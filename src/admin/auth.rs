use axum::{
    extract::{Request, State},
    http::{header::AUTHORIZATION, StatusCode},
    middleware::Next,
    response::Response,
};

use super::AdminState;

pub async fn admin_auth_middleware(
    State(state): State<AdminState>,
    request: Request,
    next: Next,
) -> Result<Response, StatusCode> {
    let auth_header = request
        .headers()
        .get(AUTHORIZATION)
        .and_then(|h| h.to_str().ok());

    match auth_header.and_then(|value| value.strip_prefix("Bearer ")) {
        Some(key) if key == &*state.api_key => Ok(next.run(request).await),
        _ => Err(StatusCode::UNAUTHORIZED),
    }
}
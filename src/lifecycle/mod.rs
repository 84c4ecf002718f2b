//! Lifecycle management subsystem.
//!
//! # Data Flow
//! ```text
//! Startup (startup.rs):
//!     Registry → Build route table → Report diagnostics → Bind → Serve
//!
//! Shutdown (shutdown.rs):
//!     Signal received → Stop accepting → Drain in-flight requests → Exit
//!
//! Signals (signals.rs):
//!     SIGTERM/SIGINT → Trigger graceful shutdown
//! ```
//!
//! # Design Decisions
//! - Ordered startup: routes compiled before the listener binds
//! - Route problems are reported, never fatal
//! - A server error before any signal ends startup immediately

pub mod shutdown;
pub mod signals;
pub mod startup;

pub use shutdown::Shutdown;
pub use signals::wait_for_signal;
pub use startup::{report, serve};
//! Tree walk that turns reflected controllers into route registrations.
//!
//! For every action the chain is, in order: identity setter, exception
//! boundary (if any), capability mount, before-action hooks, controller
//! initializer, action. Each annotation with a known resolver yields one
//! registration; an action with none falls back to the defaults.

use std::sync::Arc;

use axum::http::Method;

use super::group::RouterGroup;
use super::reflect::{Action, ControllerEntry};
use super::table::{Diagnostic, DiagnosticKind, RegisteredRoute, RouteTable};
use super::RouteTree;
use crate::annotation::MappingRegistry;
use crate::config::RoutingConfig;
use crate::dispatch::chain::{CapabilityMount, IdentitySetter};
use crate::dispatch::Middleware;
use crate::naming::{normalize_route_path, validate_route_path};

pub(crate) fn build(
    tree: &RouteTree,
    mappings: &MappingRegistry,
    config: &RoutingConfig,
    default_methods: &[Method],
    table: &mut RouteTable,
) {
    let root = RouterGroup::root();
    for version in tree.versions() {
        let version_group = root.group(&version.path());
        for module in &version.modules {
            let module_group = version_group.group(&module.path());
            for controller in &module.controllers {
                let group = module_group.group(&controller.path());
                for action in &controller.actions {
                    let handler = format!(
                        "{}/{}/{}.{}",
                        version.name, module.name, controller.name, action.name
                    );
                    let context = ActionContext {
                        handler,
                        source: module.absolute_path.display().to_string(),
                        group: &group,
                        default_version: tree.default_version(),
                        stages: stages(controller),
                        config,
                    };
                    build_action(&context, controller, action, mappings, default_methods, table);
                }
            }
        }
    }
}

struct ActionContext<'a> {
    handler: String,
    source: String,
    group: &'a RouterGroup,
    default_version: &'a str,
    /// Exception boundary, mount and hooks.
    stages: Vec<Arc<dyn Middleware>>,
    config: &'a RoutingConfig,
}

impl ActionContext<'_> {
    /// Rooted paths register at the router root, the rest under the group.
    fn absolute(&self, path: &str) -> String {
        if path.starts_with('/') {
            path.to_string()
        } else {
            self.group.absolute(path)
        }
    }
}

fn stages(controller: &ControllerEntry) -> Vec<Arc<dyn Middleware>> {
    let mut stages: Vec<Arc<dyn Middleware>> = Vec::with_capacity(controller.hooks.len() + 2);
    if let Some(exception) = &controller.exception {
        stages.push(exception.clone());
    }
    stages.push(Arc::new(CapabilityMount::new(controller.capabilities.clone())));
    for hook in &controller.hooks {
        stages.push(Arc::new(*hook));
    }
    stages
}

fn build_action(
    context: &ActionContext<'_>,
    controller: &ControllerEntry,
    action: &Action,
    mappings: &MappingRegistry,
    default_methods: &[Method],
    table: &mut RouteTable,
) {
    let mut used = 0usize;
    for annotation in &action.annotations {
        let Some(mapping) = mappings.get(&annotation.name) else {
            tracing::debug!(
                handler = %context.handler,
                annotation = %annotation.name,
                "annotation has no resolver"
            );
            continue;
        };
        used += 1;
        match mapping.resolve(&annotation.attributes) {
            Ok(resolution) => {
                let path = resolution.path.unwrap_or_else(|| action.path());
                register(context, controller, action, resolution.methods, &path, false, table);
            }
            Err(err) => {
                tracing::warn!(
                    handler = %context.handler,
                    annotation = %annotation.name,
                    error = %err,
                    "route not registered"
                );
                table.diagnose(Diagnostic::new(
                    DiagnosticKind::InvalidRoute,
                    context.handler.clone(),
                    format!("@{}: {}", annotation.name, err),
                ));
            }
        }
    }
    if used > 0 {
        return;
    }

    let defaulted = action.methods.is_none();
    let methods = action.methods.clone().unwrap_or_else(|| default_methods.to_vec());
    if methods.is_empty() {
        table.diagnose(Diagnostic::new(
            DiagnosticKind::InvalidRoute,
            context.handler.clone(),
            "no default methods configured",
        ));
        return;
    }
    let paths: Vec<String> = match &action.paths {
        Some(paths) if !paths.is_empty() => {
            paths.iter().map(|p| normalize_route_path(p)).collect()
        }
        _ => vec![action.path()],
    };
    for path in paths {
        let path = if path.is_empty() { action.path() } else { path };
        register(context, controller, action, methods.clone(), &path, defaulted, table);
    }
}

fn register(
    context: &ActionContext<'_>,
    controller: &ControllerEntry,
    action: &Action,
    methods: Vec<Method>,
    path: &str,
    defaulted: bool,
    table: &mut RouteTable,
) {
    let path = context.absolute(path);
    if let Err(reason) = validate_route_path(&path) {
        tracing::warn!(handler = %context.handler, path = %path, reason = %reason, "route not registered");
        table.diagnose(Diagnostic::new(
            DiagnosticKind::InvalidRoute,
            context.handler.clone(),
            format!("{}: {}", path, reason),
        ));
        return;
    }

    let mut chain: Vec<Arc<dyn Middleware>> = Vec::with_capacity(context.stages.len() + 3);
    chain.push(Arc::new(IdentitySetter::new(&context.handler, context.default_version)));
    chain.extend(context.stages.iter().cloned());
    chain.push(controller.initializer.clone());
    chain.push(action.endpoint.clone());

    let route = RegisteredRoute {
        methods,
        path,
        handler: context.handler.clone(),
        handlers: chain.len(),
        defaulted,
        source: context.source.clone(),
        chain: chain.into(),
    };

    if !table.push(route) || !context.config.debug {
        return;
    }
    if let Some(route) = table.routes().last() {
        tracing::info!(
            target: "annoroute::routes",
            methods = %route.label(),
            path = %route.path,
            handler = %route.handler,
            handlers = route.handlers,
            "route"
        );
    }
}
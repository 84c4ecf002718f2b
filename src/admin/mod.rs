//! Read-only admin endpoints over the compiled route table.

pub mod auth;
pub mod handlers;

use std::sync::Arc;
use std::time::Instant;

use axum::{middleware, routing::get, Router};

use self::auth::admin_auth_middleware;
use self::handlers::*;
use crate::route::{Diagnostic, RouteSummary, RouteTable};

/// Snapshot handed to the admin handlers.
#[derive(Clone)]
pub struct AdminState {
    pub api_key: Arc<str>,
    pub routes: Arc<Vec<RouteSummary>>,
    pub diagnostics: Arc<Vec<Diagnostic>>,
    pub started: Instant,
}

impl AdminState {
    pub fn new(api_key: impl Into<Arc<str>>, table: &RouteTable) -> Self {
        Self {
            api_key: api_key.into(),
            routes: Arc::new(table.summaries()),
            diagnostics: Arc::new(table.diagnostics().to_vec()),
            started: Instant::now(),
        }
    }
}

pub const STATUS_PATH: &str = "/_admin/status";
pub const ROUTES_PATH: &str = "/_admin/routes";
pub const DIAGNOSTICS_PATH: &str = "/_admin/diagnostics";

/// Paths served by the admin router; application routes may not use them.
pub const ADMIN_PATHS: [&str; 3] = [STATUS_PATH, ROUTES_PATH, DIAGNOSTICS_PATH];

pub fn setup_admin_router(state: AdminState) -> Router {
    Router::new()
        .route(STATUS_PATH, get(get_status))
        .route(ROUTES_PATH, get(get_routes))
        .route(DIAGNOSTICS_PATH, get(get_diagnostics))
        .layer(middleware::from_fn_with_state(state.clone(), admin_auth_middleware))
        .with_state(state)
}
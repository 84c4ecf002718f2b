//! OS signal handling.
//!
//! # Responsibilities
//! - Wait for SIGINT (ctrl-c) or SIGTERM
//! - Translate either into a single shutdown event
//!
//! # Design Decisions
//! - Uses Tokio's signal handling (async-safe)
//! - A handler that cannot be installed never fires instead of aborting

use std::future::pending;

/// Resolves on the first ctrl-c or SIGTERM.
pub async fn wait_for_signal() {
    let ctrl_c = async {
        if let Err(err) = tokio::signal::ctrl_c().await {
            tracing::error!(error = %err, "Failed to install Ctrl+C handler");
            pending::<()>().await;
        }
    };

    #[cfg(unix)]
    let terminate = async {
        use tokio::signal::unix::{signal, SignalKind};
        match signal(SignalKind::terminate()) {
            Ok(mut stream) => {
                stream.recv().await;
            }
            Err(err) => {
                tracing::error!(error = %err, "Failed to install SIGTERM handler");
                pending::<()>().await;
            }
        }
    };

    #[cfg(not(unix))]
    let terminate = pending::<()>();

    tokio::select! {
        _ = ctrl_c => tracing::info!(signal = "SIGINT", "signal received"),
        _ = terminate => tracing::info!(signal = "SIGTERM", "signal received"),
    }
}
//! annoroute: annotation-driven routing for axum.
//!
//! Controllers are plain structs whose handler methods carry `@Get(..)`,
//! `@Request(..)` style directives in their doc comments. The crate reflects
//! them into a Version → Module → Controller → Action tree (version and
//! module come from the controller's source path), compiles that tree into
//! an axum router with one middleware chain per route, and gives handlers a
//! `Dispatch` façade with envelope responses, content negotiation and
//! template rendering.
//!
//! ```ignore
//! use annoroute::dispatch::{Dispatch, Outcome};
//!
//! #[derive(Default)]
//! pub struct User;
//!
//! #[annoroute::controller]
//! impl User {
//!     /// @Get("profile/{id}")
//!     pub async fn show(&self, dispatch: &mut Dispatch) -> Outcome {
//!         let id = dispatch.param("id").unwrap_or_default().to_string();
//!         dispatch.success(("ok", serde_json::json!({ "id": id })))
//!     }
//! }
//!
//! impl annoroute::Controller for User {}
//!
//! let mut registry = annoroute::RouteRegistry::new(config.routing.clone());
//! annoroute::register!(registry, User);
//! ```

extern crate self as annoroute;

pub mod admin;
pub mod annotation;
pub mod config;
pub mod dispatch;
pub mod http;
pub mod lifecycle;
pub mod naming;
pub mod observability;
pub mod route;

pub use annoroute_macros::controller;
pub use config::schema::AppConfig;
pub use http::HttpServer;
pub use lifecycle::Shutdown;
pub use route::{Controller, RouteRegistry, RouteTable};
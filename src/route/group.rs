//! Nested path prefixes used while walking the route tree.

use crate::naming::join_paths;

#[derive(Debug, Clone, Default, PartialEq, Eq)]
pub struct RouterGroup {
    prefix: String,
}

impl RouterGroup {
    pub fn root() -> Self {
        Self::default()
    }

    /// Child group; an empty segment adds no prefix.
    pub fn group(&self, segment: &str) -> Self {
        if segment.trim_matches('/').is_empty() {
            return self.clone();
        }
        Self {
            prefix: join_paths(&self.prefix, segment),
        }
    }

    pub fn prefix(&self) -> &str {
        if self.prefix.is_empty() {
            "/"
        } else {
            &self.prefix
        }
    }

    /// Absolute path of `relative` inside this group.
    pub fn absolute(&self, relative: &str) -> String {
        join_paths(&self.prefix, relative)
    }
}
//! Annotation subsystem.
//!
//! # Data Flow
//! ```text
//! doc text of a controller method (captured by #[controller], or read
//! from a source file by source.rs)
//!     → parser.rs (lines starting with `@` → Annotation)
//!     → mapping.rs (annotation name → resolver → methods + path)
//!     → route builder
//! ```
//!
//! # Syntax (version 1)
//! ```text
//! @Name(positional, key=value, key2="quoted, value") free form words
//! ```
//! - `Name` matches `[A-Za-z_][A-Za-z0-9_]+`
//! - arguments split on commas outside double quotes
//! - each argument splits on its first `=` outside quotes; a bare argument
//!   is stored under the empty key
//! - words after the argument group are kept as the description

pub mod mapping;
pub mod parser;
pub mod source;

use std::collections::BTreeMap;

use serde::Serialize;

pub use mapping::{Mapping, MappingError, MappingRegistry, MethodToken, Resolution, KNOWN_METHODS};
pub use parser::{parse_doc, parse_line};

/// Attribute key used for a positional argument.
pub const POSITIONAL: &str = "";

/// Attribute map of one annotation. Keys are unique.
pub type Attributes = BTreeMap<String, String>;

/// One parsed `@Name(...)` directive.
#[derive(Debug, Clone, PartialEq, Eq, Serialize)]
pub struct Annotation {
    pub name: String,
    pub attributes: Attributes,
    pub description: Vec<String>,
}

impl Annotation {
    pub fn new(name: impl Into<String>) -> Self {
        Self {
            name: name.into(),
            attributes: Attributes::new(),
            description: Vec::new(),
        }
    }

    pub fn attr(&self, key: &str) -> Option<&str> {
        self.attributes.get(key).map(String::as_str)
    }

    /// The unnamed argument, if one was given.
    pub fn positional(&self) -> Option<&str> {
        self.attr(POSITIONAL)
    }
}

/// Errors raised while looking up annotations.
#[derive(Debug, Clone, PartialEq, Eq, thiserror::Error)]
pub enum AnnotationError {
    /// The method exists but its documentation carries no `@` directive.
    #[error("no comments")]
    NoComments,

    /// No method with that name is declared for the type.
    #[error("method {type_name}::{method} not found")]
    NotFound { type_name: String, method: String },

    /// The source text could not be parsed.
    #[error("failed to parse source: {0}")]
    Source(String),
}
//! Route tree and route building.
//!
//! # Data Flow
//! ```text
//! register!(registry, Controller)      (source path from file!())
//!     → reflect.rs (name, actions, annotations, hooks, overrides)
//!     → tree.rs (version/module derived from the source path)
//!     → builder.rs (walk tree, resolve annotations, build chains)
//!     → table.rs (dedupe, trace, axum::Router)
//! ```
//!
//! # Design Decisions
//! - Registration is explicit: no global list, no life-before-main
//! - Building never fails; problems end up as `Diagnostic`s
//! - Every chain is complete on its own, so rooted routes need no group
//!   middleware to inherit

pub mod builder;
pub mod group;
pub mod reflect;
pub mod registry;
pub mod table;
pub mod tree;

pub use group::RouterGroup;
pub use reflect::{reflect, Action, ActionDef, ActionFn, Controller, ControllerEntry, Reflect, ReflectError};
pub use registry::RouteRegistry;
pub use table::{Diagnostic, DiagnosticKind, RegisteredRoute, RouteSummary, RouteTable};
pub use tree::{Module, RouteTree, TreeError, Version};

• • •

### How to complete this task
An exact copy of the lines above between the line holding "Keys are unique." and the line holding "pub enum AnnotationError", inclusive, is the whole answer.

### Task result
/// Attribute map of one annotation. Keys are unique.
pub type Attributes = BTreeMap<String, String>;

/// One parsed `@Name(...)` directive.
#[derive(Debug, Clone, PartialEq, Eq, Serialize)]
pub struct Annotation {
    pub name: String,
    pub attributes: Attributes,
    pub description: Vec<String>,
}

impl Annotation {
    pub fn new(name: impl Into<String>) -> Self {
        Self {
            name: name.into(),
            attributes: Attributes::new(),
            description: Vec::new(),
        }
    }

    pub fn attr(&self, key: &str) -> Option<&str> {
        self.attributes.get(key).map(String::as_str)
    }

    /// The unnamed argument, if one was given.
    pub fn positional(&self) -> Option<&str> {
        self.attr(POSITIONAL)
    }
}

/// Errors raised while looking up annotations.
#[derive(Debug, Clone, PartialEq, Eq, thiserror::Error)]
pub enum AnnotationError {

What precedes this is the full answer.